Keys to a Successful Dropship Implementation

Editor’s Note: For additional insights and advice on this topic, watch the recent Talking Logistics episode featuring Chad Andrews discussing this topic with Adrian Gonzalez.

Omni-channel retailers and manufacturers/distributors require agility to compete and thrive in an industry that is ever-changing due in large part to the Amazon Effect. Retailers are adapting their network for an omni-channel approach to enhance their customer experience and offer a wider online product assortment, which can include enabling vendors to dropship on their behalf. Manufacturers and distributors are looking to expand their sales channels and get more of their brands in the hands of customers to generate loyalty, which can mean drop shipping on behalf of retailers looking to expand their product assortments. This process can be a win-win for both retailers and manufacturers/distributors alike. Now, how does a retailer or manufacturer/distributor get started?

Retailer’s Keys to Dropship

If retailers can provide great customer experience and service, it is likely to drive more revenue. One way retailers are becoming more innovative in their approach to delighting the customer is by enabling their vendors to dropship on their behalf. This will increase the customer’s product and shipping options.

Before getting started, a retailer needs to evaluate the capabilities of its supply chain systems as well as its organizational capabilities.

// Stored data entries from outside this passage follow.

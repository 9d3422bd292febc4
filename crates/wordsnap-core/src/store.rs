//! In-memory vocabulary store
//!
//! The `VocabularyStore` owns all words and collections plus the UI
//! selection state (active collection, search text, selected word, open
//! modal). It is the sole writer of its own state; views read accessors
//! and call the mutation operations.
//!
//! Derived views (`counts`, `filtered_words`) are recomputed from the base
//! data on every read, so they can never go stale relative to the latest
//! mutation.
//!
//! Mutations never error: invalid input (missing ids, duplicate or
//! reserved collection ids, empty names) leaves the state unchanged.
//! Callers are expected to pre-validate required fields before invoking
//! an operation.
//!
//! ## Usage
//!
//! ```
//! use wordsnap_core::{VocabularyStore, WordDraft};
//!
//! let mut store = VocabularyStore::new();
//!
//! let id = store.add_word(WordDraft {
//!     term: "Ephemeral".to_string(),
//!     definition: "Lasting for a very short time.".to_string(),
//!     ..Default::default()
//! });
//!
//! assert_eq!(store.selected_word().map(|w| w.id), Some(id));
//! assert_eq!(store.counts().get("all"), Some(&1));
//! ```

use std::collections::HashMap;

use chrono::{Duration, Utc};
use tracing::debug;
use uuid::Uuid;

use crate::models::{
    Collection, CollectionDraft, CollectionPatch, Modal, Word, WordDraft, WordPatch, ALL_ID,
    DEFAULT_EMOJI, FAV_ID,
};

/// In-memory store for collections, words, and UI selection state
pub struct VocabularyStore {
    /// All words, in insertion order
    words: Vec<Word>,
    /// All collections, in insertion order; `all` and `fav` come first
    collections: Vec<Collection>,
    /// Id of the collection currently filtering the word list
    active_collection: String,
    /// Current search text
    search: String,
    /// Id of the currently selected word, if any
    selected: Option<Uuid>,
    /// Currently open modal form, if any
    modal: Option<Modal>,
}

impl VocabularyStore {
    /// Create an empty store with only the reserved collections
    pub fn new() -> Self {
        Self {
            words: Vec::new(),
            collections: vec![
                Collection::new(ALL_ID, "All Words", "📚"),
                Collection::new(FAV_ID, "Favorites", "⭐"),
            ],
            active_collection: ALL_ID.to_string(),
            search: String::new(),
            selected: None,
            modal: None,
        }
    }

    /// Create a store seeded with the demo collections and words
    pub fn with_demo_data() -> Self {
        let mut store = Self::new();
        store
            .collections
            .push(Collection::new("tech", "Tech Terms", "💻"));
        store
            .collections
            .push(Collection::new("literature", "Literature", "🖋️"));

        let now = Utc::now();
        let seed = [
            (
                "Eloquent",
                "Fluent or persuasive in speaking or writing.",
                "Often used to describe speech.",
                vec!["communication"],
                vec!["literature"],
                true,
                1,
            ),
            (
                "Idempotent",
                "Operation that has no additional effect if applied more than once.",
                "Common in APIs and functional programming.",
                vec!["math", "programming"],
                vec!["tech"],
                false,
                2,
            ),
            (
                "Ubiquitous",
                "Present, appearing, or found everywhere.",
                "",
                vec!["general"],
                vec![ALL_ID],
                false,
                3,
            ),
            (
                "Paradigm",
                "A typical example or pattern of something; a model.",
                "Paradigm shift.",
                vec!["general"],
                vec!["literature", "tech"],
                true,
                5,
            ),
        ];

        for (term, definition, notes, tags, collections, favorite, days_ago) in seed {
            let mut word = Word::new(term, definition);
            word.set_notes(notes);
            word.set_tags(tags.into_iter().map(String::from).collect());
            word.set_collections(collections.into_iter().map(String::from).collect());
            word.favorite = favorite;
            word.added_at = now - Duration::days(days_ago);
            store.words.push(word);
        }

        store
    }

    // ==================== Read Accessors ====================

    /// All words, in insertion order
    pub fn words(&self) -> &[Word] {
        &self.words
    }

    /// All collections, in insertion order
    pub fn collections(&self) -> &[Collection] {
        &self.collections
    }

    /// Find a word by id
    pub fn word(&self, id: Uuid) -> Option<&Word> {
        self.words.iter().find(|w| w.id == id)
    }

    /// Find a collection by id
    pub fn collection(&self, id: &str) -> Option<&Collection> {
        self.collections.iter().find(|c| c.id == id)
    }

    /// Id of the collection currently filtering the word list
    pub fn active_collection(&self) -> &str {
        &self.active_collection
    }

    /// Current search text
    pub fn search(&self) -> &str {
        &self.search
    }

    /// The currently selected word, resolved against `words`
    pub fn selected_word(&self) -> Option<&Word> {
        self.selected.and_then(|id| self.word(id))
    }

    /// Currently open modal form, if any
    pub fn modal(&self) -> Option<&Modal> {
        self.modal.as_ref()
    }

    /// Per-collection word counts, recomputed from `words`
    ///
    /// Every word counts toward `all`; favorited words also count toward
    /// `fav`; each id in a word's membership list counts once. The
    /// reserved ids are skipped in the membership pass so a word listing
    /// `all` explicitly is not counted twice. Collections with no
    /// matching words have no entry, so treat a missing key as 0.
    pub fn counts(&self) -> HashMap<String, usize> {
        let mut counts: HashMap<String, usize> = HashMap::new();
        for word in &self.words {
            *counts.entry(ALL_ID.to_string()).or_default() += 1;
            if word.favorite {
                *counts.entry(FAV_ID.to_string()).or_default() += 1;
            }
            for id in &word.collections {
                if Collection::is_reserved(id) {
                    continue;
                }
                *counts.entry(id.clone()).or_default() += 1;
            }
        }
        counts
    }

    /// Words visible under the active collection and search text
    ///
    /// `fav` keeps only favorites, `all` keeps everything, any other id
    /// keeps members of that collection. A search text that is non-empty
    /// after trimming then matches case-insensitively against term,
    /// definition, and tags; the match itself uses the untrimmed text.
    /// The result is sorted by term, case-insensitively, ascending.
    pub fn filtered_words(&self) -> Vec<Word> {
        let mut list: Vec<Word> = match self.active_collection.as_str() {
            FAV_ID => self.words.iter().filter(|w| w.favorite).cloned().collect(),
            ALL_ID => self.words.clone(),
            id => self
                .words
                .iter()
                .filter(|w| w.collections.iter().any(|c| c == id))
                .cloned()
                .collect(),
        };

        if !self.search.trim().is_empty() {
            let query = self.search.to_lowercase();
            list.retain(|w| w.matches(&query));
        }

        list.sort_by(|a, b| {
            a.term
                .to_lowercase()
                .cmp(&b.term.to_lowercase())
                .then_with(|| a.term.cmp(&b.term))
        });
        list
    }

    // ==================== Word Operations ====================

    /// Add a new word and select it
    ///
    /// Text fields are trimmed and empty tags dropped; an empty collections
    /// list defaults to `["all"]`. Returns the generated id.
    pub fn add_word(&mut self, draft: WordDraft) -> Uuid {
        let mut word = Word::new(draft.term.trim(), draft.definition.trim());
        word.set_notes(draft.notes.trim());
        word.set_tags(
            draft
                .tags
                .into_iter()
                .map(|t| t.trim().to_string())
                .filter(|t| !t.is_empty())
                .collect(),
        );
        word.set_collections(draft.collections);
        word.favorite = draft.favorite;

        let id = word.id;
        debug!(term = %word.term, %id, "adding word");
        self.words.push(word);
        self.selected = Some(id);
        id
    }

    /// Merge a patch into the word with the given id; no-op if absent
    pub fn update_word(&mut self, id: Uuid, patch: WordPatch) {
        if let Some(word) = self.words.iter_mut().find(|w| w.id == id) {
            patch.apply(word);
            debug!(%id, "updated word");
        }
    }

    /// Remove the word with the given id; no-op if absent
    ///
    /// Clears the selection when the removed word was selected.
    pub fn remove_word(&mut self, id: Uuid) {
        self.words.retain(|w| w.id != id);
        if self.selected == Some(id) {
            self.selected = None;
        }
    }

    /// Flip the favorite flag of the word with the given id; no-op if absent
    pub fn toggle_favorite(&mut self, id: Uuid) {
        if let Some(word) = self.words.iter_mut().find(|w| w.id == id) {
            word.favorite = !word.favorite;
        }
    }

    // ==================== Collection Operations ====================

    /// Add a new collection
    ///
    /// The id is the explicit one from the draft, or derived from the name
    /// via [`Collection::id_from_name`]. Rejected (returning `None`, state
    /// unchanged) when the name is empty, the id normalizes to nothing, or
    /// a collection with that id already exists. Returns the new id on
    /// success.
    pub fn add_collection(&mut self, draft: CollectionDraft) -> Option<String> {
        let name = draft.name.trim();
        if name.is_empty() {
            return None;
        }

        let id = match draft.id.as_deref().map(str::trim) {
            Some(explicit) if !explicit.is_empty() => explicit.to_string(),
            _ => Collection::id_from_name(name),
        };
        if id.is_empty() {
            return None;
        }
        if self.collections.iter().any(|c| c.id == id) {
            debug!(%id, "collection id already exists, rejecting");
            return None;
        }

        let emoji = draft
            .emoji
            .filter(|e| !e.trim().is_empty())
            .unwrap_or_else(|| DEFAULT_EMOJI.to_string());
        debug!(%id, %name, "adding collection");
        self.collections.push(Collection::new(&id, name, emoji));
        Some(id)
    }

    /// Merge a patch into the collection with the given id; no-op if absent
    ///
    /// The id itself is immutable.
    pub fn update_collection(&mut self, id: &str, patch: CollectionPatch) {
        if let Some(collection) = self.collections.iter_mut().find(|c| c.id == id) {
            patch.apply(collection);
            debug!(%id, "updated collection");
        }
    }

    /// Remove a collection and cascade the membership lists
    ///
    /// The reserved `all` and `fav` collections are never removed. The id
    /// is stripped from every word's membership list; a list emptied by the
    /// cascade heals back to `["all"]`. When the removed collection was
    /// active, the filter resets to `all`.
    pub fn remove_collection(&mut self, id: &str) {
        if Collection::is_reserved(id) {
            return;
        }

        self.collections.retain(|c| c.id != id);
        for word in &mut self.words {
            word.collections.retain(|c| c != id);
            if word.collections.is_empty() {
                word.collections.push(ALL_ID.to_string());
            }
        }
        if self.active_collection == id {
            self.active_collection = ALL_ID.to_string();
        }
        debug!(%id, "removed collection");
    }

    // ==================== Selection / UI State ====================

    /// Set the active collection filter
    pub fn set_active_collection(&mut self, id: impl Into<String>) {
        self.active_collection = id.into();
    }

    /// Set the search text
    pub fn set_search(&mut self, text: impl Into<String>) {
        self.search = text.into();
    }

    /// Set or clear the selected word id
    pub fn select_word(&mut self, id: Option<Uuid>) {
        self.selected = id;
    }

    /// Open or close the modal form
    pub fn set_modal(&mut self, modal: Option<Modal>) {
        self.modal = modal;
    }
}

impl Default for VocabularyStore {
    fn default() -> Self {
        Self::new()
    }
}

Typically, we see most successful dropship implementations where retailers have an enterprise resource planning (ERP) system in place to manage trade agreements, dropship vendors and the financials of this process, as well as an omni-channel order management system (OMS). The OMS will help facilitate the order by splitting line items between what is to be fulfilled by the retailer versus what is to be fulfilled by the dropship vendor. We look at these as foundational systems to this process.

This does not mean you cannot enable dropship without these systems. It is possible, but it would be a very manual process, with many emails and spreadsheets sent between procurement and vendors. Because of the high volume of input, there is a greater probability of human error with these manual methods. Additionally, there needs to be buy-in from the organization at large. A dropship program ultimately involves many functional groups with the company, including procurement, merchandising, transportation, operations, customer experience, information systems/technology, finance, e-commerce, and possibly others. Having the systems and people in place will drive success in an implementation.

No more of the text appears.